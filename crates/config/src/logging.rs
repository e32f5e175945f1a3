//! Logging configuration
//!
//! Controls the diagnostic logging of ipmap. Logs default to stderr so
//! they never mix with map lines written to stdout.

use serde::Deserialize;

/// Log level
#[derive(Debug, Clone, Copy, Default, Deserialize, PartialEq, Eq)]
#[serde(rename_all = "lowercase")]
pub enum LogLevel {
    /// Trace level - very verbose
    Trace,
    /// Debug level - debugging information
    Debug,
    /// Info level - normal operation (default)
    #[default]
    Info,
    /// Warn level - warnings only
    Warn,
    /// Error level - errors only
    Error,
}

impl LogLevel {
    /// Convert to tracing level filter string
    pub fn as_str(&self) -> &'static str {
        match self {
            Self::Trace => "trace",
            Self::Debug => "debug",
            Self::Info => "info",
            Self::Warn => "warn",
            Self::Error => "error",
        }
    }
}

/// Log output format
#[derive(Debug, Clone, Copy, Default, Deserialize, PartialEq, Eq)]
#[serde(rename_all = "lowercase")]
pub enum LogFormat {
    /// Human-readable console output (default)
    #[default]
    Console,
    /// JSON structured logging
    Json,
}

/// Log output destination
#[derive(Debug, Clone, Default, Deserialize, PartialEq, Eq)]
#[serde(rename_all = "lowercase")]
pub enum LogOutput {
    /// Write to stdout
    Stdout,
    /// Write to stderr (default)
    #[default]
    Stderr,
    /// Write to a file
    #[serde(untagged)]
    File(String),
}

/// Logging configuration
///
/// # Example
///
/// ```toml
/// [log]
/// level = "info"
/// format = "console"
/// output = "stderr"
/// ```
#[derive(Debug, Clone, Deserialize)]
#[serde(default)]
pub struct LogConfig {
    /// Log level (trace, debug, info, warn, error)
    /// Default: info
    pub level: LogLevel,

    /// Output format (console, json)
    /// Default: console
    pub format: LogFormat,

    /// Output destination (stdout, stderr, or file path)
    /// Default: stderr
    pub output: LogOutput,
}

impl Default for LogConfig {
    fn default() -> Self {
        Self {
            level: LogLevel::Info,
            format: LogFormat::Console,
            output: LogOutput::Stderr,
        }
    }
}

=====

An accurate, complete transcription of the records above is needed.

filename crates/config/src/logging.rs
repository e32f5e175945f1a3
//! Logging configuration
//!
//! Controls the diagnostic logging of ipmap. Logs default to stderr so
//! they never mix with map lines written to stdout.

use serde::Deserialize;

/// Log level
#[derive(Debug, Clone, Copy, Default, Deserialize, PartialEq, Eq)]
#[serde(rename_all = "lowercase")]
pub enum LogLevel {
    /// Trace level - very verbose
    Trace,
    /// Debug level - debugging information
    Debug,
    /// Info level - normal operation (default)
    #[default]
    Info,
    /// Warn level - warnings only
    Warn,
    /// Error level - errors only
    Error,
}

impl LogLevel {
    /// Convert to tracing level filter string
    pub fn as_str(&self) -> &'static str {
        match self {
            Self::Trace => "trace",
            Self::Debug => "debug",
            Self::Info => "info",
            Self::Warn => "warn",
            Self::Error => "error",
        }
    }
}

/// Log output format
#[derive(Debug, Clone, Copy, Default, Deserialize, PartialEq, Eq)]
#[serde(rename_all = "lowercase")]
pub enum LogFormat {
    /// Human-readable console output (default)
    #[default]
    Console,
    /// JSON structured logging
    Json,
}

/// Log output destination
#[derive(Debug, Clone, Default, Deserialize, PartialEq, Eq)]
#[serde(rename_all = "lowercase")]
pub enum LogOutput {
    /// Write to stdout
    Stdout,
    /// Write to stderr (default)
    #[default]
    Stderr,
    /// Write to a file
    #[serde(untagged)]
    File(String),
}

/// Logging configuration
///
/// # Example
///
/// ```toml
/// [log]
/// level = "info"
/// format = "console"
/// output = "stderr"
/// ```
#[derive(Debug, Clone, Deserialize)]
#[serde(default)]
pub struct LogConfig {
    /// Log level (trace, debug, info, warn, error)
    /// Default: info
    pub level: LogLevel,

    /// Output format (console, json)
    /// Default: console
    pub format: LogFormat,

    /// Output destination (stdout, stderr, or file path)
    /// Default: stderr
    pub output: LogOutput,
}

impl Default for LogConfig {
    fn default() -> Self {
        Self {
            level: LogLevel::Info,
            format: LogFormat::Console,
            output: LogOutput::Stderr,
        }
    }
}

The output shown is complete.